I recently spent a couple of weekends doing the core training offered by a co-counselling network. I met some lovely people and had great conversations with several of them but I soon found that the philosophy behind the course didn’t match my worldview. The first weekend was so grim that I ended up buying myself a bunch of flowers on the way home and craving anything with beauty, joy and happiness. I don’t normally do the happy clappy positivist stuff – preferring a healthy dose of realism – but the relentless gloomfest was driving me into places that I don’t think, perhaps, the course organiser intended.
During the course much emphasis is placed on getting in touch with what are deemed to be suppressed emotions through accessing and then venting them in the raw via counsellor-client verbal exchanges and physical and psycho-drama type explorations. Each person alternates in the roles of client and counsellor and the theory is that the client remains in overall control of any encounter. There is a very restricted menu of interventions that the counsellor can make in any session and the limits of these are agreed by the participants. The usual person-centred strategies of open questions, mirroring, affirmation, etc., are not part of the method and are actively discouraged.
Sadly, it seemed to me, much of the course was designed to encourage wallowing in self-pity and in blaming others for any hurt that had been experienced in one’s life – and indeed expressing anger towards them in the most volatile way possible. It’s true that many had faced great suffering but there was no overview or place for consideration of the other person’s perspective or the possible motivations for the perpetrator’s actions. It’s a case of being victim or perpetrator in a very simplistic and binary way. Everything is black or white. There’s no complexity, shared responsibility or mitigating circumstances. If someone once hurt me then that is all that matters; no wider picture, context or objectivity is sought; we just stay with the depth of feeling. It’s resolutely one-sided and (alas!) self-centred.

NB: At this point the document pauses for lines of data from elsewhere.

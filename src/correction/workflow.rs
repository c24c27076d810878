//! Correction Workflow
//!
//! Create, dual-approve and apply reversal corrections. The reversal entry is
//! appended and the request marked APPLIED in one atomic store call, so
//! concurrent applies produce exactly one reversal.

use std::sync::Arc;

use tracing::{info, warn};

use super::types::{
    ApplyOutcome, CorrectionMode, CorrectionRequest, CorrectionStatus, NewCorrection,
    reversal_entry_id,
};
use crate::clock::Clock;
use crate::error::LedgerError;
use crate::ledger::engine::DoubleEntryEngine;
use crate::ledger::types::{EntryKind, LedgerEntry, ReferenceType, SettlementReason, SettlementResult};
use crate::metrics::LedgerMetrics;
use crate::store::LedgerStore;

pub struct CorrectionWorkflow {
    store: Arc<dyn LedgerStore>,
    clock: Arc<dyn Clock>,
    metrics: Arc<LedgerMetrics>,
}

impl CorrectionWorkflow {
    pub fn new(
        store: Arc<dyn LedgerStore>,
        clock: Arc<dyn Clock>,
        metrics: Arc<LedgerMetrics>,
    ) -> Self {
        Self {
            store,
            clock,
            metrics,
        }
    }

    pub async fn create(&self, input: &NewCorrection) -> Result<CorrectionRequest, LedgerError> {
        require("correction_id", &input.correction_id)?;
        require("original_entry_id", &input.original_entry_id)?;
        require("ticket_id", &input.ticket_id)?;
        require("requested_by", &input.requested_by)?;

        let mode = CorrectionMode::parse(&input.mode)
            .ok_or_else(|| LedgerError::UnsupportedCorrectionMode(input.mode.clone()))?;
        if self.store.get_entry(&input.original_entry_id).await?.is_none() {
            return Err(LedgerError::OriginalEntryNotFound(
                input.original_entry_id.clone(),
            ));
        }

        let request = CorrectionRequest {
            correction_id: input.correction_id.trim().to_string(),
            original_entry_id: input.original_entry_id.clone(),
            mode,
            reason: input.reason.clone(),
            ticket_id: input.ticket_id.clone(),
            requested_by: input.requested_by.clone(),
            approver1: None,
            approver2: None,
            status: CorrectionStatus::Pending,
            created_at: self.clock.now(),
            approved_at: None,
            applied_at: None,
        };
        self.store.create_correction(&request).await?;
        self.refresh_pending_age().await;

        info!(
            correction_id = %request.correction_id,
            original_entry_id = %request.original_entry_id,
            ticket_id = %request.ticket_id,
            requested_by = %request.requested_by,
            "Correction requested"
        );
        Ok(request)
    }

    /// Record one approval. Returns the request as stored afterwards.
    pub async fn approve(
        &self,
        correction_id: &str,
        approver: &str,
    ) -> Result<CorrectionRequest, LedgerError> {
        require("approver", approver)?;
        let request = self
            .store
            .approve_correction(correction_id, approver.trim(), self.clock.now())
            .await?;
        self.refresh_pending_age().await;

        info!(
            correction_id,
            approver,
            status = %request.status,
            "Correction approval recorded"
        );
        Ok(request)
    }

    /// Append the reversal of an APPROVED correction
    pub async fn apply(
        &self,
        correction_id: &str,
        correlation_id: &str,
        causation_id: &str,
    ) -> Result<SettlementResult, LedgerError> {
        let entry_id = reversal_entry_id(correction_id);
        let request = self
            .store
            .get_correction(correction_id)
            .await?
            .ok_or_else(|| LedgerError::CorrectionNotFound(correction_id.to_string()))?;
        match request.status {
            CorrectionStatus::Applied => {
                return Ok(SettlementResult::new(entry_id, SettlementReason::AlreadyApplied));
            }
            CorrectionStatus::Pending => {
                return Ok(SettlementResult::new(entry_id, SettlementReason::NotApproved));
            }
            CorrectionStatus::Approved => {}
        }

        let original = self
            .store
            .get_entry(&request.original_entry_id)
            .await?
            .ok_or_else(|| LedgerError::OriginalEntryNotFound(request.original_entry_id.clone()))?;
        let reversal = LedgerEntry {
            entry_id: entry_id.clone(),
            reference_type: ReferenceType::Correction,
            reference_id: request.correction_id.clone(),
            entry_kind: EntryKind::Reversal,
            symbol: original.symbol.clone(),
            engine_seq: original.engine_seq,
            occurred_at: self.clock.now(),
            correlation_id: correlation_id.to_string(),
            causation_id: causation_id.to_string(),
            postings: original.postings.iter().map(|p| p.reversed()).collect(),
        };
        DoubleEntryEngine::validate(&reversal)?;

        let outcome = self
            .store
            .apply_correction(correction_id, &reversal, self.clock.now())
            .await?;
        let reason = match outcome {
            ApplyOutcome::Applied => {
                self.metrics.incr_corrections();
                self.refresh_pending_age().await;
                self.refresh_reserve_metrics().await;
                info!(
                    correction_id,
                    entry_id = %entry_id,
                    original_entry_id = %request.original_entry_id,
                    "Correction applied"
                );
                SettlementReason::Applied
            }
            ApplyOutcome::AlreadyApplied => SettlementReason::AlreadyApplied,
            ApplyOutcome::NotApproved => SettlementReason::NotApproved,
            ApplyOutcome::Duplicate => {
                self.metrics.incr_unique_violation();
                warn!(correction_id, entry_id = %entry_id, "Reversal entry already exists");
                SettlementReason::Duplicate
            }
        };
        Ok(SettlementResult::new(entry_id, reason))
    }

    pub async fn get(&self, correction_id: &str) -> Result<Option<CorrectionRequest>, LedgerError> {
        self.store.get_correction(correction_id).await
    }

    async fn refresh_pending_age(&self) {
        match self.store.oldest_pending_correction().await {
            Ok(oldest) => {
                let age_ms = oldest
                    .map(|at| (self.clock.now() - at).num_milliseconds())
                    .unwrap_or(0);
                self.metrics.set_correction_pending_age(age_ms);
            }
            Err(e) => warn!(error = %e, "Failed to refresh correction pending age"),
        }
    }

    async fn refresh_reserve_metrics(&self) {
        match self.store.balance_totals_by_kind().await {
            Ok(totals) => self
                .metrics
                .set_reserve_available(totals.hold, totals.available),
            Err(e) => warn!(error = %e, "Failed to refresh reserve metrics"),
        }
    }
}

fn require(field: &str, value: &str) -> Result<(), LedgerError> {
    if value.trim().is_empty() {
        return Err(LedgerError::InvalidEnvelope(format!("{} must not be blank", field)));
    }
    Ok(())
}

We were a very varied group of people from a wide range of backgrounds. Some were deep in the midst of major life changes or heavily burdened by historical crises. Some of us where there out of curiosity about the method or to explore feelings and skills. There’s no doubting the reality of the hurt that some participants had experienced. I do, however, doubt the efficacy of intentional, repeated and vividly enacted remembrance of suffering. Venting anger or even rage clearly does have a place; but of the same old incident, repeatedly? There seemed to be an encouragement to be back in that place of great hurt and, rather than using proven strategies in an attempt to put down the burden of pain and bitterness, to carry it with us into the present.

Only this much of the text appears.